> _Action item_
Set down the records below in full, exactly as they read.
--- Dataset records Enclosed Below ---
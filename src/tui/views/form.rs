//! Form view
//!
//! Renders the fields of the current step, one row per field, and the
//! Back / Next controls underneath.

use ratatui::{
    layout::Rect,
    style::{Color, Modifier, Style},
    text::{Line, Span},
    widgets::{Block, Borders, Paragraph},
    Frame,
};

use crate::storage::KeyValueStore;
use crate::tui::app::App;
use crate::tui::widgets::TextInput;
use crate::wizard::{Field, FieldKind};

/// Column reserved for field labels
const LABEL_WIDTH: u16 = 24;

/// Render the form panel
pub fn render<S: KeyValueStore>(frame: &mut Frame, app: &App<S>, area: Rect) {
    let step = app.wizard.current_step();
    let block = Block::default()
        .title(format!(" {} ", step.title()))
        .title_style(Style::default().fg(Color::Cyan).add_modifier(Modifier::BOLD))
        .borders(Borders::ALL)
        .border_style(Style::default().fg(Color::Cyan));

    let inner = block.inner(area);
    frame.render_widget(block, area);

    let missing = if app.show_missing {
        app.wizard.missing_fields()
    } else {
        Vec::new()
    };

    for (index, field) in app.fields().iter().enumerate() {
        let y = inner.y + index as u16;
        if y >= inner.y + inner.height {
            break;
        }
        let row = Rect::new(inner.x + 1, y, inner.width.saturating_sub(2), 1);
        let focused = index == app.focused_index;
        let invalid = missing.contains(field);

        match field.kind() {
            FieldKind::Text if focused => {
                let mut input = app.input.clone();
                input.label = field.label().to_string();
                input.label_width = LABEL_WIDTH;
                input.placeholder = field.placeholder().to_string();
                input.focused = true;
                input.invalid = invalid;
                frame.render_widget(&input, row);
            }
            FieldKind::Text => {
                let input = TextInput::new()
                    .label(field.label())
                    .label_width(LABEL_WIDTH)
                    .placeholder(field.placeholder())
                    .content(app.wizard.value(*field))
                    .invalid(invalid);
                frame.render_widget(&input, row);
            }
            FieldKind::Choice(_) | FieldKind::Toggle => {
                let line = choice_line(*field, app.wizard.value(*field), focused, invalid);
                frame.render_widget(Paragraph::new(line), row);
            }
        }
    }
}

/// Row for a select or checkbox field
fn choice_line(field: Field, value: &str, focused: bool, invalid: bool) -> Line<'static> {
    let label_style = if invalid {
        Style::default().fg(Color::Red).add_modifier(Modifier::BOLD)
    } else if focused {
        Style::default().fg(Color::Cyan).add_modifier(Modifier::BOLD)
    } else {
        Style::default().fg(Color::Yellow)
    };
    let label = format!("{}: ", field.label());
    let padding = (LABEL_WIDTH as usize).saturating_sub(label.chars().count());

    let value_style = if focused {
        Style::default().fg(Color::Black).bg(Color::Cyan)
    } else {
        Style::default().fg(Color::White)
    };

    let value_span = match field.kind() {
        FieldKind::Toggle => {
            let mark = if value == "true" { "[x]" } else { "[ ]" };
            Span::styled(mark, value_style)
        }
        _ if value.is_empty() => Span::styled(
            format!("◀ {} ▶", field.placeholder()),
            if focused {
                value_style
            } else {
                Style::default().fg(Color::DarkGray)
            },
        ),
        _ => Span::styled(format!("◀ {} ▶", value), value_style),
    };

    Line::from(vec![
        Span::styled(label, label_style),
        Span::raw(" ".repeat(padding)),
        value_span,
    ])
}

/// Render the Back / Next row
pub fn render_nav<S: KeyValueStore>(frame: &mut Frame, app: &App<S>, area: Rect) {
    let back_style = if app.wizard.can_go_back() {
        Style::default().fg(Color::White).add_modifier(Modifier::BOLD)
    } else {
        Style::default().fg(Color::DarkGray)
    };

    let mut spans = vec![Span::styled(" [Esc] Back ", back_style)];

    if app.wizard.shows_next() {
        spans.push(Span::raw("   "));
        spans.push(Span::styled(
            " [Enter] Next ",
            Style::default()
                .fg(Color::Black)
                .bg(Color::Green)
                .add_modifier(Modifier::BOLD),
        ));
    }

    frame.render_widget(Paragraph::new(Line::from(spans)), area);
}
--- End of Enclosed Dataset records ---
> _Output of the task_
filename src/tui/views/form.rs
//! Form view
//!
//! Renders the fields of the current step, one row per field, and the
//! Back / Next controls underneath.

use ratatui::{
    layout::Rect,
    style::{Color, Modifier, Style},
    text::{Line, Span},
    widgets::{Block, Borders, Paragraph},
    Frame,
};

use crate::storage::KeyValueStore;
use crate::tui::app::App;
use crate::tui::widgets::TextInput;
use crate::wizard::{Field, FieldKind};

/// Column reserved for field labels
const LABEL_WIDTH: u16 = 24;

/// Render the form panel
pub fn render<S: KeyValueStore>(frame: &mut Frame, app: &App<S>, area: Rect) {
    let step = app.wizard.current_step();
    let block = Block::default()
        .title(format!(" {} ", step.title()))
        .title_style(Style::default().fg(Color::Cyan).add_modifier(Modifier::BOLD))
        .borders(Borders::ALL)
        .border_style(Style::default().fg(Color::Cyan));

    let inner = block.inner(area);
    frame.render_widget(block, area);

    let missing = if app.show_missing {
        app.wizard.missing_fields()
    } else {
        Vec::new()
    };

    for (index, field) in app.fields().iter().enumerate() {
        let y = inner.y + index as u16;
        if y >= inner.y + inner.height {
            break;
        }
        let row = Rect::new(inner.x + 1, y, inner.width.saturating_sub(2), 1);
        let focused = index == app.focused_index;
        let invalid = missing.contains(field);

        match field.kind() {
            FieldKind::Text if focused => {
                let mut input = app.input.clone();
                input.label = field.label().to_string();
                input.label_width = LABEL_WIDTH;
                input.placeholder = field.placeholder().to_string();
                input.focused = true;
                input.invalid = invalid;
                frame.render_widget(&input, row);
            }
            FieldKind::Text => {
                let input = TextInput::new()
                    .label(field.label())
                    .label_width(LABEL_WIDTH)
                    .placeholder(field.placeholder())
                    .content(app.wizard.value(*field))
                    .invalid(invalid);
                frame.render_widget(&input, row);
            }
            FieldKind::Choice(_) | FieldKind::Toggle => {
                let line = choice_line(*field, app.wizard.value(*field), focused, invalid);
                frame.render_widget(Paragraph::new(line), row);
            }
        }
    }
}

/// Row for a select or checkbox field
fn choice_line(field: Field, value: &str, focused: bool, invalid: bool) -> Line<'static> {
    let label_style = if invalid {
        Style::default().fg(Color::Red).add_modifier(Modifier::BOLD)
    } else if focused {
        Style::default().fg(Color::Cyan).add_modifier(Modifier::BOLD)
    } else {
        Style::default().fg(Color::Yellow)
    };
    let label = format!("{}: ", field.label());
    let padding = (LABEL_WIDTH as usize).saturating_sub(label.chars().count());

    let value_style = if focused {
        Style::default().fg(Color::Black).bg(Color::Cyan)
    } else {
        Style::default().fg(Color::White)
    };

    let value_span = match field.kind() {
        FieldKind::Toggle => {
            let mark = if value == "true" { "[x]" } else { "[ ]" };
            Span::styled(mark, value_style)
        }
        _ if value.is_empty() => Span::styled(
            format!("◀ {} ▶", field.placeholder()),
            if focused {
                value_style
            } else {
                Style::default().fg(Color::DarkGray)
            },
        ),
        _ => Span::styled(format!("◀ {} ▶", value), value_style),
    };

    Line::from(vec![
        Span::styled(label, label_style),
        Span::raw(" ".repeat(padding)),
        value_span,
    ])
}

/// Render the Back / Next row
pub fn render_nav<S: KeyValueStore>(frame: &mut Frame, app: &App<S>, area: Rect) {
    let back_style = if app.wizard.can_go_back() {
        Style::default().fg(Color::White).add_modifier(Modifier::BOLD)
    } else {
        Style::default().fg(Color::DarkGray)
    };

    let mut spans = vec![Span::styled(" [Esc] Back ", back_style)];

    if app.wizard.shows_next() {
        spans.push(Span::raw("   "));
        spans.push(Span::styled(
            " [Enter] Next ",
            Style::default()
                .fg(Color::Black)
                .bg(Color::Green)
                .add_modifier(Modifier::BOLD),
        ));
    }

    frame.render_widget(Paragraph::new(Line::from(spans)), area);
}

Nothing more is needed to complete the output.